In exchange for these benefits, SMB startups cede the enterprise market early on. And, as they pursue more sophisticated customers, these businesses must learn a new sales/marketing motion, and develop enterprise grade software in parallel.
On the other hand, enterprise first startups require more capital upfront. These companies must develop enterprise grade software from the outset. Proofs of concept (PoCs) can offset some of those costs, but they tend not to generate meaningful revenue. In addition, these businesses must hire more sophisticated and expensive account executives.
Because the deal sizes are larger, initial sales cycles are less predictable. There a fewer chances to iterate sales techniques, because there are fewer customers and the sales cycles are longer.
But, once the startup masters the go to market strategy, that’s it. Just continue to repeat and execute the playbook at greater and greater scale.
What does the data say? I haven’t found a meaningful difference in the sales efficiency, employee counts or revenue potential, or market cap. So, I can’t draw a conclusion from these analyses.
Instead, the key conclusion is matching the strengths and passions of the management team to the go-to-market approach. When selling to the enterprise, credibility matters, rolodexes and relationships create competitive advantage, and the ability to raise a large initial round is essential. Those three things tend to come with experience.
Startups building software for small to medium businesses don’t need any of these. Less capital is required. Product and value trump relationships. Account executives can learn the simple sales process quickly.
Does this math change in the exit market? Oracle (enterprise) bought Netsuite (SMB) for $9.3B. Cisco (enterprise) buys AppDynamics (enterprise) for $3.7B. I can argue in either case. And the sample size is too small to really draw a conclusion.
That’s a very long way of saying choose a go to market strategy that matches the strengths and passions of the team. There is no conclusive analysis that I’ve done yet to show an advantage one way or the other.

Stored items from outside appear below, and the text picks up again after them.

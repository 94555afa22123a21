//! `weekdayRange`, `dateRange` and `timeRange`.
//!
//! Arguments are already converted to [`TimeArg`]s; a trailing `"GMT"`
//! switches the comparison from local time to UTC. Weekday and date ranges
//! whose start is after their end wrap around (e.g. `FRI`..`MON`). Time
//! ranges never wrap and exclude their end.

use chrono::{Datelike, Local, NaiveDateTime, Timelike, Utc};

const WEEKDAYS: [&str; 7] = ["SUN", "MON", "TUE", "WED", "THU", "FRI", "SAT"];
const MONTHS: [&str; 12] =
    ["JAN", "FEB", "MAR", "APR", "MAY", "JUN", "JUL", "AUG", "SEP", "OCT", "NOV", "DEC"];

#[derive(Debug, Clone, PartialEq, Eq)]
pub(crate) enum TimeArg {
    Number(i64),
    Text(String),
}

/// Snapshot of the current time in both zones.
#[derive(Debug, Clone, Copy)]
pub(crate) struct Clock {
    pub(crate) local: NaiveDateTime,
    pub(crate) utc: NaiveDateTime,
}

impl Clock {
    pub(crate) fn now() -> Self {
        Self { local: Local::now().naive_local(), utc: Utc::now().naive_utc() }
    }

    fn pick(&self, gmt: bool) -> NaiveDateTime {
        if gmt {
            self.utc
        } else {
            self.local
        }
    }
}

fn split_gmt(args: &[TimeArg]) -> (&[TimeArg], bool) {
    match args.split_last() {
        Some((TimeArg::Text(last), rest)) if last == "GMT" => (rest, true),
        _ => (args, false),
    }
}

fn in_range(start: i64, end: i64, now: i64) -> bool {
    if start <= end {
        start <= now && now <= end
    } else {
        now >= start || now <= end
    }
}

fn weekday_index(arg: &TimeArg) -> Option<i64> {
    match arg {
        TimeArg::Text(name) => WEEKDAYS.iter().position(|d| d == name).map(|i| i as i64),
        TimeArg::Number(_) => None,
    }
}

fn month_number(name: &str) -> Option<i64> {
    MONTHS.iter().position(|m| *m == name).map(|i| i as i64 + 1)
}

pub(crate) fn weekday_range(args: &[TimeArg], clock: &Clock) -> bool {
    let (args, gmt) = split_gmt(args);
    let today = i64::from(clock.pick(gmt).weekday().num_days_from_sunday());
    let (first, last) = match args {
        [only] => match weekday_index(only) {
            Some(day) => (day, day),
            None => return false,
        },
        [from, to] => match (weekday_index(from), weekday_index(to)) {
            (Some(from), Some(to)) => (from, to),
            _ => return false,
        },
        _ => return false,
    };
    in_range(first, last, today)
}

/// `None` when the argument count is not one the PAC contract defines.
pub(crate) fn time_range(args: &[TimeArg], clock: &Clock) -> Option<bool> {
    let (args, gmt) = split_gmt(args);
    let now = clock.pick(gmt);
    let mut numbers = Vec::with_capacity(args.len());
    for arg in args {
        match arg {
            TimeArg::Number(n) => numbers.push(*n),
            TimeArg::Text(_) if matches!(args.len(), 1 | 2 | 4 | 6) => return Some(false),
            TimeArg::Text(_) => return None,
        }
    }
    let hour = i64::from(now.hour());
    let seconds = i64::from(now.num_seconds_from_midnight());
    let at = |h: i64, m: i64, s: i64| h * 3600 + m * 60 + s;
    match numbers.as_slice() {
        [] => Some(false),
        [h] => Some(hour == *h),
        [h1, h2] => Some(*h1 <= hour && hour < *h2),
        [h1, m1, h2, m2] => Some(at(*h1, *m1, 0) <= seconds && seconds < at(*h2, *m2, 59)),
        [h1, m1, s1, h2, m2, s2] => {
            Some(at(*h1, *m1, *s1) <= seconds && seconds < at(*h2, *m2, *s2))
        }
        _ => None,
    }
}

#[derive(Debug, Clone, Copy, Default, PartialEq, Eq)]
struct DateSpec {
    day: Option<i64>,
    month: Option<i64>,
    year: Option<i64>,
}

impl DateSpec {
    fn parse(args: &[TimeArg]) -> Option<Self> {
        let mut spec = DateSpec::default();
        for arg in args {
            let (slot, value) = match arg {
                TimeArg::Number(n) if (1..32).contains(n) => (&mut spec.day, *n),
                TimeArg::Number(n) if *n >= 32 => (&mut spec.year, *n),
                TimeArg::Number(_) => return None,
                TimeArg::Text(name) => (&mut spec.month, month_number(name)?),
            };
            if slot.replace(value).is_some() {
                return None;
            }
        }
        Some(spec)
    }

    fn same_fields(&self, other: &DateSpec) -> bool {
        self.day.is_some() == other.day.is_some()
            && self.month.is_some() == other.month.is_some()
            && self.year.is_some() == other.year.is_some()
    }

    /// Comparable key over the fields that are set.
    fn key(&self) -> i64 {
        let mut key = self.year.unwrap_or(0);
        if self.month.is_some() || self.day.is_some() {
            key = key * 100 + self.month.unwrap_or(0);
        }
        key * 100 + self.day.unwrap_or(0)
    }

    /// Project `now` onto the fields of `self`.
    fn project(&self, now: NaiveDateTime) -> DateSpec {
        DateSpec {
            day: self.day.map(|_| i64::from(now.day())),
            month: self.month.map(|_| i64::from(now.month())),
            year: self.year.map(|_| i64::from(now.year())),
        }
    }
}

pub(crate) fn date_range(args: &[TimeArg], clock: &Clock) -> bool {
    let (args, gmt) = split_gmt(args);
    let now = clock.pick(gmt);
    if args.is_empty() || (args.len() % 2 == 1 && args.len() != 1) {
        return false;
    }
    if let [only] = args {
        return DateSpec::parse(std::slice::from_ref(only))
            .is_some_and(|spec| spec.project(now) == spec);
    }
    let half = args.len() / 2;
    let (Some(start), Some(end)) = (DateSpec::parse(&args[..half]), DateSpec::parse(&args[half..]))
    else {
        return false;
    };
    if !start.same_fields(&end) {
        return false;
    }
    in_range(start.key(), end.key(), start.project(now).key())
}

Sr Director Product Strategy at Salesforce
7 年I am missing one key element - what is the business problem the product is going to solve ? I also assume the solution will be different based on the GTM approach . From my experience before design the product better understand who is your target market , not the opposite ;)

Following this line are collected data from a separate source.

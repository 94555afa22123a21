//! The standard PAC helper library available to every script.

use std::cmp::Ordering;
use std::net::{IpAddr, Ipv4Addr};

use boa_engine::{Context, JsArgs, JsNativeError, JsResult, JsString, JsValue, NativeFunction};

use crate::context::CallSlot;
use crate::natives::{host_argument, make_binding};
use crate::time_range::{self, Clock, TimeArg};

type NativeFn = fn(&JsValue, &[JsValue], &mut Context) -> JsResult<JsValue>;

const CLIENT_VERSION: &str = "1.0";

pub(crate) fn register(context: &mut Context, slot: &CallSlot) -> JsResult<()> {
    let pure: [(&str, usize, NativeFn); 11] = [
        ("isPlainHostName", 1, js_is_plain_host_name),
        ("dnsDomainIs", 2, js_dns_domain_is),
        ("localHostOrDomainIs", 2, js_local_host_or_domain_is),
        ("dnsDomainLevels", 1, js_dns_domain_levels),
        ("shExpMatch", 2, js_sh_exp_match),
        ("isInNetEx", 2, js_is_in_net_ex),
        ("sortIpAddressList", 1, js_sort_ip_address_list),
        ("getClientVersion", 0, js_get_client_version),
        ("weekdayRange", 1, js_weekday_range),
        ("dateRange", 1, js_date_range),
        ("timeRange", 1, js_time_range),
    ];
    for (name, length, function) in pure {
        context.register_global_builtin_callable(
            JsString::from(name),
            length,
            NativeFunction::from_fn_ptr(function),
        )?;
    }

    context.register_global_builtin_callable(
        JsString::from("isResolvable"),
        1,
        make_binding(slot, "isResolvable", |call, args, _ctx| {
            let host = host_argument("isResolvable", args)?;
            Ok(JsValue::from(call.bindings().resolve(&host).is_ok()))
        }),
    )?;
    context.register_global_builtin_callable(
        JsString::from("isResolvableEx"),
        1,
        make_binding(slot, "isResolvableEx", |call, args, _ctx| {
            let host = host_argument("isResolvableEx", args)?;
            let resolved = call.bindings().resolve_all(&host).is_ok_and(|addrs| !addrs.is_empty());
            Ok(JsValue::from(resolved))
        }),
    )?;
    context.register_global_builtin_callable(
        JsString::from("isInNet"),
        3,
        make_binding(slot, "isInNet", |call, args, ctx| {
            let host = string_arg(args, 0, ctx)?;
            let pattern = string_arg(args, 1, ctx)?;
            let mask = string_arg(args, 2, ctx)?;
            let addr = match host.parse::<Ipv4Addr>() {
                Ok(addr) => Some(addr),
                Err(_) => match call.bindings().resolve(&host) {
                    Ok(IpAddr::V4(addr)) => Some(addr),
                    _ => None,
                },
            };
            Ok(JsValue::from(addr.is_some_and(|addr| is_in_net(addr, &pattern, &mask))))
        }),
    )?;
    Ok(())
}

fn string_arg(args: &[JsValue], index: usize, ctx: &mut Context) -> JsResult<String> {
    Ok(args.get_or_undefined(index).to_string(ctx)?.to_std_string_escaped())
}

fn js_is_plain_host_name(_this: &JsValue, args: &[JsValue], ctx: &mut Context) -> JsResult<JsValue> {
    let host = string_arg(args, 0, ctx)?;
    Ok(JsValue::from(is_plain_host_name(&host)))
}

fn js_dns_domain_is(_this: &JsValue, args: &[JsValue], ctx: &mut Context) -> JsResult<JsValue> {
    let host = string_arg(args, 0, ctx)?;
    let domain = string_arg(args, 1, ctx)?;
    Ok(JsValue::from(dns_domain_is(&host, &domain)))
}

fn js_local_host_or_domain_is(
    _this: &JsValue,
    args: &[JsValue],
    ctx: &mut Context,
) -> JsResult<JsValue> {
    let host = string_arg(args, 0, ctx)?;
    let hostdom = string_arg(args, 1, ctx)?;
    Ok(JsValue::from(local_host_or_domain_is(&host, &hostdom)))
}

fn js_dns_domain_levels(_this: &JsValue, args: &[JsValue], ctx: &mut Context) -> JsResult<JsValue> {
    let host = string_arg(args, 0, ctx)?;
    let levels = i32::try_from(dns_domain_levels(&host)).unwrap_or(i32::MAX);
    Ok(JsValue::from(levels))
}

fn js_sh_exp_match(_this: &JsValue, args: &[JsValue], ctx: &mut Context) -> JsResult<JsValue> {
    let text = string_arg(args, 0, ctx)?;
    let pattern = string_arg(args, 1, ctx)?;
    Ok(JsValue::from(sh_exp_match(&text, &pattern)))
}

fn js_is_in_net_ex(_this: &JsValue, args: &[JsValue], ctx: &mut Context) -> JsResult<JsValue> {
    let addr = string_arg(args, 0, ctx)?;
    let prefix = string_arg(args, 1, ctx)?;
    Ok(JsValue::from(is_in_net_ex(&addr, &prefix)))
}

fn js_sort_ip_address_list(
    _this: &JsValue,
    args: &[JsValue],
    ctx: &mut Context,
) -> JsResult<JsValue> {
    let list = string_arg(args, 0, ctx)?;
    Ok(match sort_ip_address_list(&list) {
        Some(sorted) => JsValue::from(JsString::from(sorted.as_str())),
        None => JsValue::from(false),
    })
}

fn js_get_client_version(_this: &JsValue, _args: &[JsValue], _ctx: &mut Context) -> JsResult<JsValue> {
    Ok(JsValue::from(JsString::from(CLIENT_VERSION)))
}

fn js_weekday_range(_this: &JsValue, args: &[JsValue], ctx: &mut Context) -> JsResult<JsValue> {
    let args = time_args(args, ctx)?;
    Ok(JsValue::from(time_range::weekday_range(&args, &Clock::now())))
}

fn js_date_range(_this: &JsValue, args: &[JsValue], ctx: &mut Context) -> JsResult<JsValue> {
    let args = time_args(args, ctx)?;
    Ok(JsValue::from(time_range::date_range(&args, &Clock::now())))
}

fn js_time_range(_this: &JsValue, args: &[JsValue], ctx: &mut Context) -> JsResult<JsValue> {
    let args = time_args(args, ctx)?;
    match time_range::time_range(&args, &Clock::now()) {
        Some(matched) => Ok(JsValue::from(matched)),
        None => Err(JsNativeError::typ()
            .with_message("timeRange: bad number of arguments")
            .into()),
    }
}

/// Numbers and numeric strings become [`TimeArg::Number`].
fn time_args(args: &[JsValue], ctx: &mut Context) -> JsResult<Vec<TimeArg>> {
    let mut out = Vec::with_capacity(args.len());
    for value in args {
        if let Some(number) = value.as_number() {
            out.push(TimeArg::Number(number as i64));
            continue;
        }
        let text = value.to_string(ctx)?.to_std_string_escaped();
        match text.trim().parse::<i64>() {
            Ok(number) => out.push(TimeArg::Number(number)),
            Err(_) => out.push(TimeArg::Text(text)),
        }
    }
    Ok(out)
}

pub(crate) fn is_plain_host_name(host: &str) -> bool {
    !host.contains('.')
}

pub(crate) fn dns_domain_is(host: &str, domain: &str) -> bool {
    host.ends_with(domain)
}

pub(crate) fn local_host_or_domain_is(host: &str, hostdom: &str) -> bool {
    host == hostdom || hostdom.strip_prefix(host).is_some_and(|rest| rest.starts_with('.'))
}

pub(crate) fn dns_domain_levels(host: &str) -> usize {
    host.matches('.').count()
}

/// Shell-style match where `*` is any run and `?` any single character.
pub(crate) fn sh_exp_match(text: &str, pattern: &str) -> bool {
    let text: Vec<char> = text.chars().collect();
    let pattern: Vec<char> = pattern.chars().collect();
    let (mut t, mut p) = (0, 0);
    let mut backtrack: Option<(usize, usize)> = None;
    while t < text.len() {
        if p < pattern.len() && pattern[p] == '*' {
            backtrack = Some((p, t));
            p += 1;
        } else if p < pattern.len() && (pattern[p] == '?' || pattern[p] == text[t]) {
            t += 1;
            p += 1;
        } else if let Some((star, mark)) = backtrack {
            p = star + 1;
            t = mark + 1;
            backtrack = Some((star, mark + 1));
        } else {
            return false;
        }
    }
    pattern[p..].iter().all(|&c| c == '*')
}

pub(crate) fn is_in_net(addr: Ipv4Addr, pattern: &str, mask: &str) -> bool {
    let (Ok(pattern), Ok(mask)) = (pattern.parse::<Ipv4Addr>(), mask.parse::<Ipv4Addr>()) else {
        return false;
    };
    let mask = u32::from(mask);
    u32::from(addr) & mask == u32::from(pattern) & mask
}

/// `addr` must be a literal; `prefix` is `network/length`.
pub(crate) fn is_in_net_ex(addr: &str, prefix: &str) -> bool {
    let Ok(addr) = addr.trim().parse::<IpAddr>() else {
        return false;
    };
    let Some((network, length)) = prefix.trim().split_once('/') else {
        return false;
    };
    let (Ok(network), Ok(length)) = (network.parse::<IpAddr>(), length.parse::<u32>()) else {
        return false;
    };
    match (addr, network) {
        (IpAddr::V4(a), IpAddr::V4(n)) if length <= 32 => {
            same_prefix(u128::from(u32::from(a)), u128::from(u32::from(n)), length, 32)
        }
        (IpAddr::V6(a), IpAddr::V6(n)) if length <= 128 => {
            same_prefix(u128::from(a), u128::from(n), length, 128)
        }
        _ => false,
    }
}

fn same_prefix(a: u128, b: u128, length: u32, width: u32) -> bool {
    if length == 0 {
        return true;
    }
    let shift = width - length;
    (a >> shift) == (b >> shift)
}

/// Sort a `;`-separated address list, IPv6 first. `None` if any entry is
/// not an address literal.
pub(crate) fn sort_ip_address_list(list: &str) -> Option<String> {
    let mut addrs = list
        .split(';')
        .map(|entry| entry.trim().parse::<IpAddr>().ok())
        .collect::<Option<Vec<_>>>()?;
    if addrs.is_empty() {
        return None;
    }
    addrs.sort_by(|a, b| match (a, b) {
        (IpAddr::V6(_), IpAddr::V4(_)) => Ordering::Less,
        (IpAddr::V4(_), IpAddr::V6(_)) => Ordering::Greater,
        _ => a.cmp(b),
    });
    Some(crate::natives::join_addresses(&addrs))
}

#://CNXT | $://THeXDesK | $://THeXCHaNGe #://CuRReNCyx | $://ANCHoRx | $://ASSeTx $://iSSueRx | #://BoNDx | $://CeNTRaLBaNx | $://BaNx | $://THeFeDWiRe | #://CoNTRax #://CNXTAi
7 年CNXT EoE
Entrepreneur | Author | AI & Decentralization proponent | Alumnus of IIT-M & IIM-A
7 年We are trying both in our organization.. we realized enterprise is sales driven and smb marketing driven.. the first one requires less capital as after initial lags you will start seeing decent revenues. But the second one can get traction immediately. In some fields only one of the approaches is possible. For example a risk management software is typically bought only by enterprise clients..

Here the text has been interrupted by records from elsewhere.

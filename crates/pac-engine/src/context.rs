use std::cell::{Cell, RefCell};
use std::rc::Rc;

use boa_engine::object::builtins::JsFunction;
use boa_engine::{Context, JsError, JsString, JsValue, Script, Source};
use tracing::debug;

use crate::bindings::HostBindings;
use crate::config::EngineOptions;
use crate::diagnostics::{DiagnosticsSink, PacDomain};
use crate::error::{CompileError, EvalError};
use crate::{natives, pac_utils};

/// The script function the engine calls for every request.
#[derive(Debug, Clone, Copy, PartialEq, Eq)]
pub enum EntryPoint {
    FindProxyForUrl,
    /// IPv6-aware variant; preferred when a script defines both.
    FindProxyForUrlEx,
}

impl EntryPoint {
    pub fn name(self) -> &'static str {
        match self {
            EntryPoint::FindProxyForUrl => "FindProxyForURL",
            EntryPoint::FindProxyForUrlEx => "FindProxyForURLEx",
        }
    }
}

#[derive(Debug, Clone, Copy, PartialEq, Eq)]
pub(crate) enum Phase {
    Compile,
    Evaluate,
}

impl Phase {
    fn as_str(self) -> &'static str {
        match self {
            Phase::Compile => "compile",
            Phase::Evaluate => "evaluate",
        }
    }
}

/// Ties one in-flight compile or evaluate call to the bindings and sink
/// its capability calls must reach.
pub(crate) struct BindingCallContext {
    bindings: Rc<dyn HostBindings>,
    diagnostics: Option<Rc<dyn DiagnosticsSink>>,
    phase: Phase,
    calls: Cell<u32>,
}

impl BindingCallContext {
    pub(crate) fn new(
        bindings: Rc<dyn HostBindings>,
        diagnostics: Option<Rc<dyn DiagnosticsSink>>,
        phase: Phase,
    ) -> Self {
        Self { bindings, diagnostics, phase, calls: Cell::new(0) }
    }

    pub(crate) fn bindings(&self) -> &dyn HostBindings {
        &*self.bindings
    }

    pub(crate) fn record(&self, name: &str) {
        self.calls.set(self.calls.get().saturating_add(1));
        debug!(domain = %PacDomain::Binding, phase = self.phase.as_str(), binding = name, "Script capability call");
    }

    pub(crate) fn alert(&self, message: &str) {
        debug!(domain = %PacDomain::Script, phase = self.phase.as_str(), "alert: {message}");
        if let Some(sink) = &self.diagnostics {
            sink.on_alert(message);
        }
    }

    pub(crate) fn calls(&self) -> u32 {
        self.calls.get()
    }
}

/// Holder the registered natives read the active call context from.
///
/// Empty between calls, which revokes the script's access to the host.
#[derive(Clone, Default)]
pub(crate) struct CallSlot(Rc<RefCell<Option<Rc<BindingCallContext>>>>);

impl CallSlot {
    pub(crate) fn install(&self, call: BindingCallContext) -> ActiveCall {
        let call = Rc::new(call);
        *self.0.borrow_mut() = Some(Rc::clone(&call));
        ActiveCall { slot: self.clone(), call }
    }

    pub(crate) fn current(&self) -> Option<Rc<BindingCallContext>> {
        self.0.borrow().clone()
    }
}

/// Clears its [`CallSlot`] when dropped.
pub(crate) struct ActiveCall {
    slot: CallSlot,
    call: Rc<BindingCallContext>,
}

impl ActiveCall {
    pub(crate) fn binding_calls(&self) -> u32 {
        self.call.calls()
    }
}

impl Drop for ActiveCall {
    fn drop(&mut self) {
        self.slot.0.borrow_mut().take();
    }
}

/// A compiled PAC script inside its own interpreter realm.
pub(crate) struct ScriptContext {
    // Declared before `context` so the function handle is released first.
    entry: JsFunction,
    entry_point: EntryPoint,
    context: Context,
    slot: CallSlot,
    bindings: Rc<dyn HostBindings>,
}

impl ScriptContext {
    /// Build a realm, run the script's top-level code and locate its entry
    /// point. The caller must hold the interpreter guard.
    pub(crate) fn compile(
        source: &str,
        options: &EngineOptions,
        call: BindingCallContext,
    ) -> Result<Self, CompileError> {
        let bindings = Rc::clone(&call.bindings);
        let slot = CallSlot::default();
        let mut context = Context::default();
        context.set_runtime_limits(options.runtime_limits());
        natives::register(&mut context, &slot)
            .map_err(|err| CompileError::Setup(err.to_string()))?;
        pac_utils::register(&mut context, &slot)
            .map_err(|err| CompileError::Setup(err.to_string()))?;

        let active = slot.install(call);
        let script = match Script::parse(Source::from_bytes(source.as_bytes()), None, &mut context)
        {
            Ok(script) => script,
            Err(err) => return Err(CompileError::Syntax(describe_error(&err, &mut context))),
        };
        if let Err(err) = script.evaluate(&mut context) {
            return Err(CompileError::Exception(describe_error(&err, &mut context)));
        }
        let (entry_point, entry) = find_entry_point(&mut context)?;
        debug!(
            domain = %PacDomain::Compile,
            entry_point = entry_point.name(),
            binding_calls = active.binding_calls(),
            "Script top-level code finished"
        );
        drop(active);

        Ok(Self { entry, entry_point, context, slot, bindings })
    }

    pub(crate) fn entry_point(&self) -> EntryPoint {
        self.entry_point
    }

    /// Call the entry point with `(url, host)`. The caller must hold the
    /// interpreter guard.
    pub(crate) fn invoke(
        &mut self,
        url: &str,
        host: &str,
        call: BindingCallContext,
    ) -> Result<String, EvalError> {
        let active = self.slot.install(call);
        let args = [JsValue::from(JsString::from(url)), JsValue::from(JsString::from(host))];
        let outcome = self.entry.call(&JsValue::undefined(), &args, &mut self.context);
        debug!(
            domain = %PacDomain::Evaluate,
            binding_calls = active.binding_calls(),
            "Entry point returned"
        );
        drop(active);

        let value = match outcome {
            Ok(value) => value,
            Err(err) => return Err(EvalError::RuntimeFault(describe_error(&err, &mut self.context))),
        };
        match value.as_string() {
            Some(result) => Ok(result.to_std_string_lossy()),
            None => Err(EvalError::BadReturnType { found: value.type_of().to_string() }),
        }
    }
}

impl Drop for ScriptContext {
    fn drop(&mut self) {
        debug!(domain = %PacDomain::Runtime, entry_point = self.entry_point.name(), "Discarding script context");
        self.bindings.on_script_swap();
    }
}

fn find_entry_point(context: &mut Context) -> Result<(EntryPoint, JsFunction), CompileError> {
    let global = context.global_object();
    for entry_point in [EntryPoint::FindProxyForUrlEx, EntryPoint::FindProxyForUrl] {
        let value = match global.get(JsString::from(entry_point.name()), context) {
            Ok(value) => value,
            Err(err) => return Err(CompileError::Exception(describe_error(&err, context))),
        };
        if let Some(function) = value.as_object().map(|obj| obj.clone()).and_then(JsFunction::from_object) {
            return Ok((entry_point, function));
        }
    }
    Err(CompileError::MissingEntryPoint)
}

/// Render a script error as `Kind: message` where possible.
pub(crate) fn describe_error(err: &JsError, context: &mut Context) -> String {
    match err.try_native(context) {
        Ok(native) => native.to_string(),
        Err(_) => err.to_string(),
    }
}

Managing Director, Tech Banking & Venture Debt at Silicon Valley Bank
7 年I don't have data to back it up, but I'd bet "Enterprise First" scales faster, after the initial delay to revenue, but requires more venture capital early on while "SMB First" gets to revenue first, is more capital efficient, and is less dilutive in the long run.
Amazon Best Selling Entrepreneurship Author | Entrepreneurship Faculty at the University of Wisconsin-Whitewater.
7 年Depends on the amount of runway the startup possesses, size of the market opportunity, network of startup founders/advisors/partner firms, sales cycle by sector, budget availability of the client and finally whether the startup is fixing a significant pain point that is worth fixing.